Das Ächzen und Stöhnen im Gebälk erscheint im Nachhinein wie ein Hilferuf. Der Turm der Fachwerkkirche in Breesen bei Neubrandenburg steht nicht mehr sicher. Wäre er ein eigener Baukörper, angesetzt statt aufgesattelt, sähe die Lage weniger dramatisch aus. Doch mittlerweile sind die Holzbalken des Dachstuhls morsch, auf denen der Turm ruht. Er kippt gefährlich nach Westen und hat die Verbindung mit dem Dach der Kirche verloren. Durch diesen Spalt und die undichte Turmhaube regnet es in die Kirche hinein. Weil die Last der Turmhaube auf dem Glockenstuhl aufliegt, schwang beim Läuten der ganze Turm mit. Die Kirche geriet buchstäblich ins Wanken. Ohne Hilfe vermag die kleine Gemeinde im Landkreis Mecklenburgische Seenplatte ihr vor dreihundert Jahren errichtetes Gotteshaus nicht wieder gerade zu rücken.

Die Vertreter der Kirchengemeinde, die aus den fünf Orten Breesen, Chemnitz, Pinnow, Zirzow und Woggersin zusammengesetzt ist, ließen im Frühjahr alles stehen und liegen, um sich zuallererst um Breesen zu kümmern. Andere Gotteshäuser wie die bedrohte Fachwerkkirche von Pinnow müssen deshalb nun erst einmal warten.
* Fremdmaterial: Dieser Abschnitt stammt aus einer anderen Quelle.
//! Enrollment records mirrored from the backend.

use std::fmt;

use chrono::{DateTime, Utc};
use serde::{Deserialize, Serialize};

use super::course::CourseId;
use super::errors::EmptyField;

/// Backend-assigned enrollment identifier.
#[derive(Debug, Clone, PartialEq, Eq, Hash, Serialize, Deserialize)]
#[serde(transparent)]
pub struct EnrollmentId(String);

impl EnrollmentId {
    /// Creates a new EnrollmentId, returning an error if empty.
    pub fn new(id: impl Into<String>) -> Result<Self, EmptyField> {
        let id = id.into();
        if id.is_empty() {
            return Err(EmptyField::new("enrollment_id"));
        }
        Ok(Self(id))
    }

    /// Returns the inner string slice.
    pub fn as_str(&self) -> &str {
        &self.0
    }
}

impl fmt::Display for EnrollmentId {
    fn fmt(&self, f: &mut fmt::Formatter<'_>) -> fmt::Result {
        write!(f, "{}", self.0)
    }
}

/// One user's enrollment in one course.
///
/// The backend denormalizes the course title and description into the
/// record so enrollment lists render without a second lookup.
#[derive(Debug, Clone, PartialEq)]
pub struct Enrollment {
    pub id: EnrollmentId,
    /// Email of the enrolled user.
    pub email: String,
    pub course_id: CourseId,
    pub course_title: String,
    pub course_description: Option<String>,
    pub created_at: DateTime<Utc>,
}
Bauingenieurin Maxi Ernst, der Kirchenälteste Hartmut Schüler, der zweite Vorsitzende des Fördervereins Jürgen Wozel, die Pastorin Britta Carstensen und Küsterin Irmgard Schröder (v. l.) 
Breesen, Dorfkirche © Roland Rossner, Deutsche Stiftung Denkmalschutz, Bonn
Bauingenieurin Maxi Ernst, der Kirchenälteste Hartmut Schüler, der zweite Vorsitzende des Fördervereins Jürgen Wozel, die Pastorin Britta Carstensen und Küsterin Irmgard Schröder (v. l.)

Eine solch große Not hatte in Breesen niemand vermutet. Natürlich will man die charmante, in die Landschaft eingebettete Fachwerkkirche mit ihrer glockenförmigen Turmhaube und der bekrönenden Laterne nicht einfach aufgeben. Daher schlugen die Menschen, denen ihre Heimat am Herzen liegt - darunter ein Förderverein, der Bürgermeister, der Kirchengemeinderat und Pastorin Britta Carstensen - Alarm. Sie baten unter anderem beim Kirchenkreis Mecklenburg, beim Land und bei der Deutschen Stiftung Denkmalschutz um Unterstützung.

Das von Erschütterungen heimgesuchte Gotteshaus in Breesen ist ein Sinnbild für die Situation der Kirche in Mecklenburg. Die Kirchengemeinde, in der mehr als 60 Prozent der Menschen älter als 60 Jahre sind und nur etwa 10 Prozent jünger als 30, ist ausgedünnt. Junge Menschen wanderten schon vor Jahren ab, um in den Städten nach Arbeit zu suchen. Sie gründeten ihre Familien anderswo, meist im Westen und Süden unseres Landes. Dort schlugen ihre Kinder Wurzeln. Eine Gegend, die lange Zeit geprägt war durch enge Familienbande zwischen den Generationen, wo das Bleiben positiv und das Gehen negativ belegt waren, hat sich verändert. Die Großeltern blieben allein auf dem Land zurück, und es wurde noch stiller.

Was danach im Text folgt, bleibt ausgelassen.